We have a Worx rechargeable mower. Very pleased with it. Well made and stands up to use well. Charges in a couple of hours from flat and i can cut the lawns front and back 4 times on a charge. The handbokk says it should manage 4 tennis courts worth from a charge. The best thing is that it manages wet grass very well. The Hayter it replaced, while being a cracking bit of kit simply wouldn't pick up wet grass..

reckon it would manage


----------



## RoadRider400 (23 Jun 2020)

Proud owner of a £60 mower from B&Q thats been working for about 6 years and I must say its an awesome bit of kit. It has a motor connected to a blade and it makes my grass shorter. It also has four wheels making it easy to push back and forth and if thats not enough it collects the cut grass in a plastic tub for ease of disposal. Wonderful stuff!


----------



## keithmac (23 Jun 2020)

Our Flymo's done 14 years, unfortunately the new ones aren't built the best or I'd have another (cordless).
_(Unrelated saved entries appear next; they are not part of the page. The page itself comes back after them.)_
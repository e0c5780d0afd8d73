//! Message representative: EMSA-PKCS1-v1_5 over SHA-256

use crate::{Error, Result};
use num_bigint::BigUint;
use rsa::Pkcs1v15Sign;
use sha2::{Digest, Sha256};

/// Minimum `0xff` padding bytes
const MIN_PADDING: usize = 8;

/// Encode `message` into the RSA domain of a modulus `modulus_len` bytes long
///
/// The output is the integer a standard `SHA256withRSA` verifier expects to
/// recover from `signature^e mod n`. The `DigestInfo` prefix is the one the
/// `rsa` crate's verifier checks against.
pub fn encode_message(message: &[u8], modulus_len: usize) -> Result<BigUint> {
    let scheme = Pkcs1v15Sign::new::<Sha256>();
    let digest = Sha256::digest(message);
    let t_len = scheme.prefix.len() + digest.len();

    if modulus_len < t_len + MIN_PADDING + 3 {
        return Err(Error::Encoding(format!(
            "Modulus of {} bytes is too short for a SHA-256 PKCS#1 v1.5 encoding",
            modulus_len
        )));
    }

    let mut em = Vec::with_capacity(modulus_len);
    em.push(0x00);
    em.push(0x01);
    em.resize(modulus_len - t_len - 1, 0xff);
    em.push(0x00);
    em.extend_from_slice(&scheme.prefix);
    em.extend_from_slice(&digest);

    Ok(BigUint::from_bytes_be(&em))
}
Bit the bullet before work this moning and ordered the Gtech 2.0, 48v 1 hour charge, Intelligent blade speed control etc.

It was between that and the Bosch in the end, found a voucher online that brought the Gtech down to £300 with next day delivery so went for it.

Sick of reading about lawnmowers now..


----------



## Venod (23 Jun 2020)

When our Flymo finally packed in (it was a dump rescue) after years of use, we decided to go cordless, so bought a mechanical cylinder mower that also doubles as an exercise machine.


----------



## JhnBssll (23 Jun 2020)

Venod said:


> When our Flymo finally packed in (it was a dump rescue) after years of use, we decided to go cordless, so bought a mechanical cylinder mower that also doubles as an exercise machine.



Bosch do those too


----------



## Poacher (23 Jun 2020)

keithmac said:


> Our Flymo's done 14 years, unfortunately the new ones aren't built the best or I'd have another (cordless).
> 
> Bit the bullet before work this moning and ordered the Gtech 2.0, 48v 1 hour charge, Intelligent blade speed control etc.
> 
> ...


Now there's a coincidence! A (properly addressed) leaflet came in the post about the same time as you posted that, inviting me to buy one for £299.99 with free delivery. Not tempted, as our corded Bosch is still working well, but if anyone else is interested, visit gtech.co.uk/TL82.


----------



## keithmac (23 Jun 2020)

This was mine, they were also doing 20% off.


----------



## keithmac (2 Jul 2020)

Well the 'mower has been out 3 times and so far so good, very impressed with it!.

I've bit the bullet and ordered their Cordless Hedge Trimmer 3.0 this morning!. 

If it saves dragging the steps and extension lead out to do our front hedge then it's money well spent!.


----------